◆ **Work item**
Show each line from the records below in which the word "RgbaImage" occurs.

◆ **Provided information**
"""

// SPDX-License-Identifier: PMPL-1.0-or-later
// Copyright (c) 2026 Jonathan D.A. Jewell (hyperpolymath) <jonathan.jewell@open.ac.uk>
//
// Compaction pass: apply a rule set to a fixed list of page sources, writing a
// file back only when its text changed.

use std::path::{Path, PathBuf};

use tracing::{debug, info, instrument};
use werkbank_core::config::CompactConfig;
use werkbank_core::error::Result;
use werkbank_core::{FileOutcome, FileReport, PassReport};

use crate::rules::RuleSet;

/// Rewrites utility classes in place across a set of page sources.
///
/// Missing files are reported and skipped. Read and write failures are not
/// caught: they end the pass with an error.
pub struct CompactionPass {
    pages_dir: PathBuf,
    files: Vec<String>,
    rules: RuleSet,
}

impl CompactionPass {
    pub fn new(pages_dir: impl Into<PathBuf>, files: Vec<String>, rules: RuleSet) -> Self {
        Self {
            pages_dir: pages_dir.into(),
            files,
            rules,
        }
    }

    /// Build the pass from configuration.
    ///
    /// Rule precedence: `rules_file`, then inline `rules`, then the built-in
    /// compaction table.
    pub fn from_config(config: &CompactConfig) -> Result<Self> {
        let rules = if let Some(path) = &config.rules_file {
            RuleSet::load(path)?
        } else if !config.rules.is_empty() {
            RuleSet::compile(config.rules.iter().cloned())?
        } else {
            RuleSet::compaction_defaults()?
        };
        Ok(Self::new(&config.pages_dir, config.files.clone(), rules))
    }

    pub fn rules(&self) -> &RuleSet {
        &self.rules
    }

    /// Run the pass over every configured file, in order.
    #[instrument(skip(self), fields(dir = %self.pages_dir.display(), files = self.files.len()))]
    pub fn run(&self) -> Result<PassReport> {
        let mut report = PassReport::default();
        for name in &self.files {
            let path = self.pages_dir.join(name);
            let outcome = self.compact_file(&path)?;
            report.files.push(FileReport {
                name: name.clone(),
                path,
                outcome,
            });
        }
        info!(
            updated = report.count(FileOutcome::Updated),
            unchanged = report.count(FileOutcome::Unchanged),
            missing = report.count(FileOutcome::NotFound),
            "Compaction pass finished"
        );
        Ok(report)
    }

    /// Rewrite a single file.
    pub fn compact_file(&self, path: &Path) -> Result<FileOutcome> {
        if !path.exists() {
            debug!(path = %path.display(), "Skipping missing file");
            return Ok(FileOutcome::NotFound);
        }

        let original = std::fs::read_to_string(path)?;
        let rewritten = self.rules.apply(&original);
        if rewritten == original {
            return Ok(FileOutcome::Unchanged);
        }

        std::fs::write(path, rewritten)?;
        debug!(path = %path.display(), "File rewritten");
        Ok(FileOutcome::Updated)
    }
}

"""
"""

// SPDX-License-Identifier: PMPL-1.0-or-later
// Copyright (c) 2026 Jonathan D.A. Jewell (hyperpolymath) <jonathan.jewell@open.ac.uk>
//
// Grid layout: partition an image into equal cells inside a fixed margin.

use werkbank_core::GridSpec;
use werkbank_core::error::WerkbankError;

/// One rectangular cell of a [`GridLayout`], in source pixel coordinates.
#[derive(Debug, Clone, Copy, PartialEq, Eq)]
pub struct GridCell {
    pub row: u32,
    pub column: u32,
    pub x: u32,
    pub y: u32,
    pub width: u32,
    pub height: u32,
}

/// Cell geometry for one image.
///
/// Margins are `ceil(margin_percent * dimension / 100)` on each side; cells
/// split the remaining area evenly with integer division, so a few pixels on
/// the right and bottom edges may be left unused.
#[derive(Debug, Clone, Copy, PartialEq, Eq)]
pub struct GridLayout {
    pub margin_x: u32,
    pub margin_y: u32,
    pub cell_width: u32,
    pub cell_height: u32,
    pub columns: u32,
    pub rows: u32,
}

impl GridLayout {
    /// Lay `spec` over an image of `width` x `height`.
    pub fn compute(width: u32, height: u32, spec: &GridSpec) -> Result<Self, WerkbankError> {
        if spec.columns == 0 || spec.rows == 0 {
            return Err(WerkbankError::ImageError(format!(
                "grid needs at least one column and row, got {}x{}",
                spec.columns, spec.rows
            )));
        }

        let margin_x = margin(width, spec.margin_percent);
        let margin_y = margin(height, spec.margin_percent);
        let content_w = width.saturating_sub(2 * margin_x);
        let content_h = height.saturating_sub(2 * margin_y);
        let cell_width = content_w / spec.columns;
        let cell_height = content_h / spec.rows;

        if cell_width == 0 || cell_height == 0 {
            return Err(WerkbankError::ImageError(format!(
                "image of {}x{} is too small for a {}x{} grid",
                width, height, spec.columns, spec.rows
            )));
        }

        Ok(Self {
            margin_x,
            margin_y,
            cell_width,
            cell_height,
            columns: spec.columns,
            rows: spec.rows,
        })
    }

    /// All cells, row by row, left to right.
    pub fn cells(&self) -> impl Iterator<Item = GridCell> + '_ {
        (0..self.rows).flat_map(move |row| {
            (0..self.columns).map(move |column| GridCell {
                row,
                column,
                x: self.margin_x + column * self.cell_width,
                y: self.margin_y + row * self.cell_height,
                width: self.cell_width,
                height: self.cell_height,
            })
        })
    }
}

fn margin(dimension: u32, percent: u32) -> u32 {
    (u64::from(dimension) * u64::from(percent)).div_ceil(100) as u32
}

"""
"""

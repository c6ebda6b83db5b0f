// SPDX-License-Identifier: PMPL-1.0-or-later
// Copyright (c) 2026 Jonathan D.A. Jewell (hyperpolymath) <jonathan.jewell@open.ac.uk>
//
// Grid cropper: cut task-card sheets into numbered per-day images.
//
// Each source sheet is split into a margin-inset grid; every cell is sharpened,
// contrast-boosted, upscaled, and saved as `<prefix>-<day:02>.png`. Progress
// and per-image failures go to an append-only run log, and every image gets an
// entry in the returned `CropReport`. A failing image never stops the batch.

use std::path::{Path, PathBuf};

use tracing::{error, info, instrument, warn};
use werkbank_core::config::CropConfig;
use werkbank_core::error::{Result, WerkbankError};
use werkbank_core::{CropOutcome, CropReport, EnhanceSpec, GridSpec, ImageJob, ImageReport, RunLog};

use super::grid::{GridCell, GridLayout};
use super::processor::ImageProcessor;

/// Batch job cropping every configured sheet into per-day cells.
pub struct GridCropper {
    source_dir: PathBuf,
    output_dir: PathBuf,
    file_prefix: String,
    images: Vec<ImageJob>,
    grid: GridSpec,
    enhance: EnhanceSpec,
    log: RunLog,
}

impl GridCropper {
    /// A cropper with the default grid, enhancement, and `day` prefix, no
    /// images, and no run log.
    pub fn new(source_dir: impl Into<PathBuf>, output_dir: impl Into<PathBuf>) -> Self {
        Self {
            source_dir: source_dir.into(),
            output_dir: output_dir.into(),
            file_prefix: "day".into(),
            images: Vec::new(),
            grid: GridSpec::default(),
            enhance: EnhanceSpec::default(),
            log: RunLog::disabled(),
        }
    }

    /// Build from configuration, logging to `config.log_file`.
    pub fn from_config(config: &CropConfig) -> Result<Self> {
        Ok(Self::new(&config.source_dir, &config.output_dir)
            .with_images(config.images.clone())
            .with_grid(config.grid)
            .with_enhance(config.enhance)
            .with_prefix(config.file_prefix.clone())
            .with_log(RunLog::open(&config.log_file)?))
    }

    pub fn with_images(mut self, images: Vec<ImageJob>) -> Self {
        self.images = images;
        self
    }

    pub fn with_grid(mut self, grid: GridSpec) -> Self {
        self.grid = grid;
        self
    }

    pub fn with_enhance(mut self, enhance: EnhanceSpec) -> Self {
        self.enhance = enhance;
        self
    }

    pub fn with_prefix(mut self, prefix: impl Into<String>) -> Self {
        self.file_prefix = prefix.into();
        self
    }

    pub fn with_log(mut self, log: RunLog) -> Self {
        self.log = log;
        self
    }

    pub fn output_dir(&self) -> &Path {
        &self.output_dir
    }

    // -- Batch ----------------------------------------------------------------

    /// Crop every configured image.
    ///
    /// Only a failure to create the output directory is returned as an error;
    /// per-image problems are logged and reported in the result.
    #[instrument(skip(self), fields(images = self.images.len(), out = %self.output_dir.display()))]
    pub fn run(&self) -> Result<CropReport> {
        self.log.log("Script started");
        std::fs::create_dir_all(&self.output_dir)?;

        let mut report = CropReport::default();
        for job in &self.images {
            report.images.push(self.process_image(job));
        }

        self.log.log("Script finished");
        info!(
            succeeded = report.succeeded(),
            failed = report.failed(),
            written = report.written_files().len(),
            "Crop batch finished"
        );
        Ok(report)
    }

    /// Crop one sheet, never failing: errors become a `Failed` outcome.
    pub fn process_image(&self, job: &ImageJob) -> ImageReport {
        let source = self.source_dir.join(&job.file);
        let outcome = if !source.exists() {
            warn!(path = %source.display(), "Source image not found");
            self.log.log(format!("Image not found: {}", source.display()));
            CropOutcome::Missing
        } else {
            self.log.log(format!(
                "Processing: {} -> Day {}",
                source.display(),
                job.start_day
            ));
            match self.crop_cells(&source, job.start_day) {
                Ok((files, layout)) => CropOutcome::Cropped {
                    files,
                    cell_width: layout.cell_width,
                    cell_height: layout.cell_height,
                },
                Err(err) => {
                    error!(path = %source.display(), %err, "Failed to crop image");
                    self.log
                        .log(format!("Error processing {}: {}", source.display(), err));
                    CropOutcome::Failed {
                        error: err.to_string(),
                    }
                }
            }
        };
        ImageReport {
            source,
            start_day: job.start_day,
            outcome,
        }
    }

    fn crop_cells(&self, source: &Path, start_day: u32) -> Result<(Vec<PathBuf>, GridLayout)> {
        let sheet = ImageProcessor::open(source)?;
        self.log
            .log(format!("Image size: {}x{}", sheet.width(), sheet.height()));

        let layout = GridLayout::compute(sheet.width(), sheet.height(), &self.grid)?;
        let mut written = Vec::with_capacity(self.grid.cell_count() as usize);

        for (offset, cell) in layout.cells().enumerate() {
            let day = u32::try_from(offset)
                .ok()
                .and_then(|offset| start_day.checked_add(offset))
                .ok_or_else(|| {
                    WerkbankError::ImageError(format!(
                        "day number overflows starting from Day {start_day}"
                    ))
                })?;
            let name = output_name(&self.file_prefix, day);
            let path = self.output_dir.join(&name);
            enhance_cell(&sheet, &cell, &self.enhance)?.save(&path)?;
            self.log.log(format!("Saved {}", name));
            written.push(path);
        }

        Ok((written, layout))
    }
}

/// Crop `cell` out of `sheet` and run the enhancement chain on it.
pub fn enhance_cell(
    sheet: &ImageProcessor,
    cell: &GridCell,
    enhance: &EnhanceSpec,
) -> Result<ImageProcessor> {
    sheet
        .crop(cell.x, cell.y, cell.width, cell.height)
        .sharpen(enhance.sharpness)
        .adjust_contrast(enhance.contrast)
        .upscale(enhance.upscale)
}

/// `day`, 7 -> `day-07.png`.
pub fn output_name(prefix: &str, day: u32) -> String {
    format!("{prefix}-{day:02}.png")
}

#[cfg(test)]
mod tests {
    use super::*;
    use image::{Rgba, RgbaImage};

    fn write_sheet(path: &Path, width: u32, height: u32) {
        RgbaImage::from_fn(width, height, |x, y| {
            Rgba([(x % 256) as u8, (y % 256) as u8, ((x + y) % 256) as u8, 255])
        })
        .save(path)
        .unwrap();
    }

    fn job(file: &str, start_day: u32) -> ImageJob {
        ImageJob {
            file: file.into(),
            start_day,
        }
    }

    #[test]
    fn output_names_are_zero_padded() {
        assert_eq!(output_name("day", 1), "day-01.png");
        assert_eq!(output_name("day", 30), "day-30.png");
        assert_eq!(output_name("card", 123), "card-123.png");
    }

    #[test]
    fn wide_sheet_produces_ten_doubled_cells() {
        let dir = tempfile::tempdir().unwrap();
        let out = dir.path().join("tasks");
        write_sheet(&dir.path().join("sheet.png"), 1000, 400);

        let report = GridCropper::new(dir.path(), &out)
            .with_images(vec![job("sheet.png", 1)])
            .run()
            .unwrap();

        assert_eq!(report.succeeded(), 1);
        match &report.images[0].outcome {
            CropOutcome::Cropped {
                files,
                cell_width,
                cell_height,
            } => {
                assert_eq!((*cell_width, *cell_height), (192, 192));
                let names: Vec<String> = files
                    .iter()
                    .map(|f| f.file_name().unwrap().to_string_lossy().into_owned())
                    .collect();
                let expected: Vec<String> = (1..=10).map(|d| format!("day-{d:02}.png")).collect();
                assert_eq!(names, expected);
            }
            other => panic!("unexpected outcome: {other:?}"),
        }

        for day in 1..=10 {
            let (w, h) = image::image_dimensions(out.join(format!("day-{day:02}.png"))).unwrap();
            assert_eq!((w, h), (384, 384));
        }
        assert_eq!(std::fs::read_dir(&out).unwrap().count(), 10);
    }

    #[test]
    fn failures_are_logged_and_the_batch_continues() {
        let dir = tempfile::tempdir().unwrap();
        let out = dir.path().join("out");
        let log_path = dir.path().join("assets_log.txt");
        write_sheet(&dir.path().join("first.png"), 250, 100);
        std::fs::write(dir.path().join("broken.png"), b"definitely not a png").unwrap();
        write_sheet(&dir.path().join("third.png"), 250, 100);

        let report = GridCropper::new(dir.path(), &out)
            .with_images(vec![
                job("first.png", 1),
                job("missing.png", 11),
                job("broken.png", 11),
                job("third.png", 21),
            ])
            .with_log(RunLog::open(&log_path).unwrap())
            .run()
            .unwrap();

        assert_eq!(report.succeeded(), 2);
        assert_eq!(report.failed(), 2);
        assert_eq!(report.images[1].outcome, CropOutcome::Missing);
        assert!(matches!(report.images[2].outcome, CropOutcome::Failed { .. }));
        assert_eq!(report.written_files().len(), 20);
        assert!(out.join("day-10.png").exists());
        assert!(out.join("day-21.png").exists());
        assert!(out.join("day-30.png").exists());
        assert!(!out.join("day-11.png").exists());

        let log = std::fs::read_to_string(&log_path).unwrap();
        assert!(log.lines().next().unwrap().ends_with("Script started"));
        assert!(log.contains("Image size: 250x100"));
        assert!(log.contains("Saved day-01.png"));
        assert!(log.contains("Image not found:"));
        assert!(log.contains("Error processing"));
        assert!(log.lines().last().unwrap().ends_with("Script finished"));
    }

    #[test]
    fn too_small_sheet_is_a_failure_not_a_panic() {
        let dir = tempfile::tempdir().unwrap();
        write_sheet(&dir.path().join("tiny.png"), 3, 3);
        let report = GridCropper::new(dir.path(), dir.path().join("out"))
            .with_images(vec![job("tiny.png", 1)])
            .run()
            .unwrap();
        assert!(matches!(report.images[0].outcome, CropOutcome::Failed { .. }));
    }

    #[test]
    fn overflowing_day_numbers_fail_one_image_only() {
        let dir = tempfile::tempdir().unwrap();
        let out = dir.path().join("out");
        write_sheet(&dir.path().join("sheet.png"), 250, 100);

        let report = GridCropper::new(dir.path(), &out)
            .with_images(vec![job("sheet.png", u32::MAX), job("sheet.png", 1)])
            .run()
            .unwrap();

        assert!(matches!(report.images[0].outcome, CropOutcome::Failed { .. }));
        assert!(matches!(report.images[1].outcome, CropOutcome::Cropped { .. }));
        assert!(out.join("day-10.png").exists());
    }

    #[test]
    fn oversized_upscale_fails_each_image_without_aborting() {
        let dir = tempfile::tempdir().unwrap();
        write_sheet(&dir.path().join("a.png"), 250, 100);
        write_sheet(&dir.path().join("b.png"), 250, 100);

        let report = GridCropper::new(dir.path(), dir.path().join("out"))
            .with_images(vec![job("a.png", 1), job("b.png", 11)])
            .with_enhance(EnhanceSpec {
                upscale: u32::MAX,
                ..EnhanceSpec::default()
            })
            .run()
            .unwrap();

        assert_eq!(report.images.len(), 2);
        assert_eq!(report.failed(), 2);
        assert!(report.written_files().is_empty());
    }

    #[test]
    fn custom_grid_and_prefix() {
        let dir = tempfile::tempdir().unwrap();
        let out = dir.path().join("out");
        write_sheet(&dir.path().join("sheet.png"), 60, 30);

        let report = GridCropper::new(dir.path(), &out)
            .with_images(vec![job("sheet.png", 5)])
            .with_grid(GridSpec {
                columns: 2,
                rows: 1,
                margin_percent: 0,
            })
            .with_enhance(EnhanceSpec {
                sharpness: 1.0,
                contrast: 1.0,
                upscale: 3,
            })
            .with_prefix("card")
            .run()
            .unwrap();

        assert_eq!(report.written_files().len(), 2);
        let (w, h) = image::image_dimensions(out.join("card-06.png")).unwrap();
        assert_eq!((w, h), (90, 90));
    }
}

"""

◆ **Answer to this problem**
    use image::{Rgba, RgbaImage};
        RgbaImage::from_fn(width, height, |x, y| {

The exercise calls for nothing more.